Properties and reactivity of sulfidized nanoscale zero-valent iron prepared with different borohydride amounts

Abstract

The liquid-phase reduction method with NaBH₄ as the reductant is the most widely used method for sulfidized nanoscale zero-valent iron (SNZVI) synthesis. However, it is unclear how the reductant amount (e.g., NaBH₄/Fe ratio) affects the physicochemical properties (i.e. Fe⁰ and S content, surface S speciation, and lattice constant of the Fe BCC structure) and reactivity of SNZVI. Herein, we synthesized SNZVI with different NaBH₄/Fe ratios to assess how the NaBH₄/Fe ratio affects their properties, and how these properties correlated to the reactivity and selectivity.

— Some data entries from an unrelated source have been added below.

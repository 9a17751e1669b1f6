use std::collections::HashMap;
use std::fs;
use std::path::Path;

use log::{info, warn};
use serde::{Deserialize, Serialize};

use qfc_core::{ChainError, Shard};

use crate::state_manager::StateManager;

/// Whole-chain snapshot: every shard plus the balance ledger.
///
/// Written as a single JSON document. Loading a missing or unreadable file
/// is not fatal; the node cold-starts with a fresh genesis configuration
/// instead.
#[derive(Debug, Serialize, Deserialize)]
pub struct ChainSnapshot {
    pub total_supply: f64,
    pub balances: HashMap<String, f64>,
    pub reward_pool: f64,
    pub shards: Vec<Shard>,
}

impl ChainSnapshot {
    pub fn capture(state: &StateManager, shards: Vec<Shard>) -> Self {
        ChainSnapshot {
            total_supply: state.total_supply(),
            balances: state.balances().clone(),
            reward_pool: state.reward_pool(),
            shards,
        }
    }

    /// Persist the snapshot, writing to a sibling temp file first so a
    /// crash mid-write cannot truncate the previous good snapshot.
    pub fn save(&self, path: &Path) -> Result<(), ChainError> {
        let encoded = serde_json::to_vec_pretty(self)
            .map_err(|e| ChainError::Persistence(format!("snapshot encoding failed: {}", e)))?;
        let tmp_path = path.with_extension("tmp");
        fs::write(&tmp_path, &encoded)
            .map_err(|e| ChainError::Persistence(format!("snapshot write failed: {}", e)))?;
        fs::rename(&tmp_path, path)
            .map_err(|e| ChainError::Persistence(format!("snapshot rename failed: {}", e)))?;
        info!(
            "Chain state saved to {} ({} shards)",
            path.display(),
            self.shards.len()
        );
        Ok(())
    }

    pub fn load(path: &Path) -> Result<Self, ChainError> {
        let bytes = fs::read(path)
            .map_err(|e| ChainError::Persistence(format!("snapshot read failed: {}", e)))?;
        let snapshot: ChainSnapshot = serde_json::from_slice(&bytes)
            .map_err(|e| ChainError::Persistence(format!("snapshot decode failed: {}", e)))?;

        // A running chain always has at least one shard; a snapshot without
        // any cannot have come from one.
        if snapshot.shards.is_empty() {
            return Err(ChainError::Persistence(
                "snapshot contains no shards".into(),
            ));
        }
        for shard in &snapshot.shards {
            if !shard.validate_chain() {
                return Err(ChainError::StateCorruption {
                    shard_id: shard.id,
                    reason: "loaded shard chain fails validation".into(),
                });
            }
        }
        Ok(snapshot)
    }

    /// Load a snapshot, falling back to `None` (cold start) when the file
    /// is absent or unreadable. Corruption is logged but also cold-starts;
    /// the operator still has the file on disk for inspection.
    pub fn load_or_cold_start(path: &Path) -> Option<Self> {
        match Self::load(path) {
            Ok(snapshot) => Some(snapshot),
            Err(e) => {
                warn!(
                    "No usable snapshot at {} ({}); starting fresh",
                    path.display(),
                    e.classification()
                );
                None
            }
        }
    }

    /// Rebuild the live state manager and shard set.
    pub fn into_parts(self) -> (StateManager, Vec<Shard>) {
        let state = StateManager::from_parts(self.total_supply, self.balances, self.reward_pool);
        (state, self.shards)
    }
}
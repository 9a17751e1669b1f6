use std::collections::HashMap;

use log::{info, warn};
use rand::seq::IteratorRandom;

use qfc_core::Transaction;
use qfc_state::StateManager;

/// Delegated voting registry (QDPoS).
///
/// Each token holder backs exactly one validator; a later registration
/// overwrites the earlier one.
#[derive(Debug, Default)]
pub struct DelegationRegistry {
    delegates: HashMap<String, String>,
}

impl DelegationRegistry {
    pub fn new() -> Self {
        DelegationRegistry::default()
    }

    /// Record `holder` as backing `validator`, last write wins.
    pub fn register_delegate(&mut self, holder: &str, validator: &str) {
        self.delegates
            .insert(holder.to_string(), validator.to_string());
        info!("Holder {} now delegates to {}", holder, validator);
    }

    pub fn delegate_of(&self, holder: &str) -> Option<&str> {
        self.delegates.get(holder).map(String::as_str)
    }

    pub fn is_empty(&self) -> bool {
        self.delegates.is_empty()
    }

    /// Have a uniformly chosen delegate's backing validator vouch for the
    /// block content, delegating the per-transaction check to the state
    /// manager. Fails closed when no delegates are registered.
    pub fn validate_block(&self, transactions: &[Transaction], state: &StateManager) -> bool {
        let Some(validator) = self
            .delegates
            .values()
            .choose(&mut rand::thread_rng())
        else {
            warn!("Delegated validation failed closed: no delegates registered");
            return false;
        };

        let valid = transactions
            .iter()
            .all(|tx| state.validate_transaction(tx).is_ok());
        info!(
            "Delegate-backed validator {} vouched for block content: {}",
            validator,
            if valid { "valid" } else { "invalid" }
        );
        valid
    }
}

#[cfg(test)]
mod tests {
    use super::*;

    #[test]
    fn test_last_write_wins() {
        let mut registry = DelegationRegistry::new();
        registry.register_delegate("0xholder", "0xval1");
        registry.register_delegate("0xholder", "0xval2");
        assert_eq!(registry.delegate_of("0xholder"), Some("0xval2"));
    }

    #[test]
    fn test_validate_block_fails_closed_when_empty() {
        let registry = DelegationRegistry::new();
        let state = StateManager::new(1_000_000.0);
        assert!(!registry.validate_block(&[], &state));
    }

    #[test]
    fn test_validate_block_checks_balances() {
        let mut registry = DelegationRegistry::new();
        registry.register_delegate("0xholder", "0xval1");

        let mut state = StateManager::new(1_000_000.0);
        state.credit("0xrich", 1_000.0);

        let affordable = Transaction::new("0xrich", "0xother", 10.0);
        assert!(registry.validate_block(&[affordable], &state));

        let unaffordable = Transaction::new("0xbroke", "0xother", 10.0);
        assert!(!registry.validate_block(&[unaffordable], &state));
    }

    #[test]
    fn test_empty_block_is_valid_with_delegates() {
        let mut registry = DelegationRegistry::new();
        registry.register_delegate("0xholder", "0xval1");
        let state = StateManager::new(1_000_000.0);
        assert!(registry.validate_block(&[], &state));
    }
}
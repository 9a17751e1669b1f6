// Quantum-safe detached signatures using pqcrypto Dilithium2.
// The ledger core depends only on this contract: keypair generation,
// sign over bytes, verify over bytes. Verification failures are `false`,
// never a panic, so a bad signature cannot abort a validation batch.

use pqcrypto_dilithium::dilithium2;
use pqcrypto_traits::sign::DetachedSignature as _;

pub use dilithium2::{PublicKey, SecretKey};

/// Generate a fresh Dilithium2 keypair.
pub fn generate_keypair() -> (PublicKey, SecretKey) {
    dilithium2::keypair()
}

/// Produce a detached signature over `message`.
pub fn sign(message: &[u8], secret_key: &SecretKey) -> Vec<u8> {
    dilithium2::detached_sign(message, secret_key)
        .as_bytes()
        .to_vec()
}

/// Verify a detached signature over `message`.
///
/// Malformed signature bytes and genuine mismatches both verify as `false`.
pub fn verify(message: &[u8], signature: &[u8], public_key: &PublicKey) -> bool {
    let detached_sig = match dilithium2::DetachedSignature::from_bytes(signature) {
        Ok(sig) => sig,
        Err(_) => return false,
    };
    dilithium2::verify_detached_signature(&detached_sig, message, public_key).is_ok()
}

#[cfg(test)]
mod tests {
    use super::*;

    #[test]
    fn test_sign_verify_round_trip() {
        let (pk, sk) = generate_keypair();
        let sig = sign(b"qfc payload", &sk);
        assert!(verify(b"qfc payload", &sig, &pk));
    }

    #[test]
    fn test_verify_rejects_wrong_keypair() {
        let (_, sk) = generate_keypair();
        let (other_pk, _) = generate_keypair();
        let sig = sign(b"qfc payload", &sk);
        assert!(!verify(b"qfc payload", &sig, &other_pk));
    }

    #[test]
    fn test_verify_rejects_tampered_message() {
        let (pk, sk) = generate_keypair();
        let sig = sign(b"qfc payload", &sk);
        assert!(!verify(b"qfc payload!", &sig, &pk));
    }

    #[test]
    fn test_verify_rejects_garbage_signature() {
        let (pk, _) = generate_keypair();
        assert!(!verify(b"qfc payload", &[0u8; 7], &pk));
    }
}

The S/Fe molar ratio in the particles of SNZVI decreased from 0.15 to 0.02 when the NaBH₄/Fe ratio increased from 1.5 to 5, respectively; meanwhile, the yield of SNZVI increased from 20% to 97%. The Fe⁰ content and the surface S²⁻/S₂²⁻ molar ratio ([S²⁻/S₂²⁻]_surface) increased with the increase of the NaBH₄/Fe ratio, which enhanced the electron transfer of SNZVI. The trichloroethylene reactivity increased ∼8.5-fold when the [S²⁻/S₂²⁻]_surface of SNZVI increased from 0.85 to 1.62, while the selectivity decreased from 82.8% to 64.4% accordingly, indicating that [S²⁻/S₂²⁻]_surface could be an indicator for predicting the reactivity and selectivity of SNZVI. These results indicate that the NaBH₄/Fe ratio is a possible reason for the lab-to-lab variability of SNZVI reactivity. A higher NaBH₄/Fe ratio was favorable for the TCE dechlorination reaction while a lower NaBH₄/Fe ratio could enhance the electron selectivity.